Thursday, May 13, 2010
The Sunken Road and Captain Russell’s Photograph, Part 2
Shown below is a hand colored postcard mailed from Fredericksburg in October, 1906. This view was taken, looking approximately 338 degrees north west, from a position just below Captain A. J. Russell’s May 1863 camera position, as detailed in my April 27 posting. In the modern view of this location, the position of Russell’s camera is indicated by the red X. As a reminder, Russell's camera was facing south.

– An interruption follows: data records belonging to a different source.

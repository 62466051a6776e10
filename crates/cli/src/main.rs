use anyhow::{Context, Result};
use clap::{Parser, Subcommand};
use convack::beam::waste_score;
use convack::{ConvexPolygon, PackCfg, Scene};
use serde_json::json;
use std::path::PathBuf;
use tracing_subscriber::fmt::SubscriberBuilder;

mod io;
mod provenance;

use io::{read_json, to_points, to_xy, write_json, PackOutput, Xy};

#[derive(Parser)]
#[command(name = "convack-cli")]
#[command(about = "Pack convex polygons around the origin")]
struct Cmd {
    #[command(subcommand)]
    action: Action,
}

#[derive(Subcommand)]
enum Action {
    /// Pack polygons read from JSON (`[[[x, y], ...], ...]`) and write the result
    Pack {
        #[arg(long)]
        input: PathBuf,
        #[arg(long)]
        out: PathBuf,
        /// JSON `PackCfg`; missing fields take their defaults
        #[arg(long)]
        cfg: Option<PathBuf>,
        #[arg(long)]
        beam_width: Option<usize>,
    },
    /// Print the convex hull of a JSON point array
    Hull {
        #[arg(long)]
        input: PathBuf,
    },
}

fn main() -> Result<()> {
    SubscriberBuilder::default().with_target(false).init();
    let cmd = Cmd::parse();
    match cmd.action {
        Action::Pack {
            input,
            out,
            cfg,
            beam_width,
        } => pack(input, out, cfg, beam_width),
        Action::Hull { input } => hull(input),
    }
}

fn pack(
    input: PathBuf,
    out: PathBuf,
    cfg_path: Option<PathBuf>,
    beam_width: Option<usize>,
) -> Result<()> {
    let mut cfg: PackCfg = match &cfg_path {
        Some(path) => read_json(path)?,
        None => PackCfg::default(),
    };
    if let Some(width) = beam_width {
        cfg.beam_width = width;
    }
    let scene = Scene::with_cfg(cfg).context("building scene")?;

    let raw: Vec<Vec<Xy>> = read_json(&input)?;
    let mut polygons: Vec<ConvexPolygon> = raw
        .iter()
        .enumerate()
        .map(|(i, xy)| {
            let hull = ConvexPolygon::convex_hull(&to_points(xy));
            if hull.len() != xy.len() {
                tracing::warn!(polygon = i, given = xy.len(), kept = hull.len(), "input is not a convex loop; using its hull");
            }
            hull
        })
        .collect();
    tracing::info!(input = %input.display(), polygons = polygons.len(), beam_width = scene.beam_width(), "pack");

    scene.pack(&mut polygons);
    let refs: Vec<&ConvexPolygon> = polygons.iter().collect();
    let score = waste_score(&refs);
    tracing::info!(score, out = %out.display(), "packed");

    write_json(&out, &PackOutput::new(score, &polygons))?;
    let payload = provenance::Payload::new(json!({
        "cfg": scene.cfg(),
        "cfg_file": cfg_path.map(|p| p.to_string_lossy().into_owned()),
        "polygons": polygons.len(),
        "score": score,
    }))
    .with_input(&input);
    let sidecar = provenance::write_sidecar(&out, payload)?;
    tracing::info!(sidecar = %sidecar.display(), "provenance written");
    Ok(())
}

fn hull(input: PathBuf) -> Result<()> {
    let raw: Vec<Xy> = read_json(&input)?;
    let hull = ConvexPolygon::convex_hull(&to_points(&raw));
    tracing::info!(points = raw.len(), vertices = hull.len(), area = hull.area(), "hull");
    println!("{}", serde_json::to_string_pretty(&to_xy(hull.vertices()))?);
    Ok(())
}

Alongside the road, at left, is a monument dedicated in 1888 to Confederate General Thomas Reade Rootes Cobb of Georgia. It was near this location that General Cobb was mortally wounded on December 13, 1862 by an exploding artillery shell. In the one hundred and four years since the postcard was mailed, the Cobb monument has been repositioned slightly and its base has been removed and perhaps lost all together. Initially it sat on top of a short retaining wall on the west side of the road. Portions of that wall are still visible today. It is also evident that when the postcard image was taken, the Stone Wall had already been dismantled in front of the Innis House at right, and the Stephens House, not visible. Tradition says that the artillery shell that wounded General Cobb passed through the Stephens House before exploding, sending an iron fragment into his thigh. The Stephens house burned down in 1913, seven years after this card was mailed. An image of the house, taken in April 1866, is seen below. It was one of the final four images taken by Dr. Bontecou’s entourage as described in my April 14 posting.
On the weekend of August 19-20, 2006, I presented a program sponsored by the Fredericksburg and Spotsylvania National Military Park, where I portrayed Captain Russell as he took his image in the Sunken Road. Unfortunately Robert Szabo was not available to join me for that program but he was kind enough to loan me one of his hand built, wet plate cameras.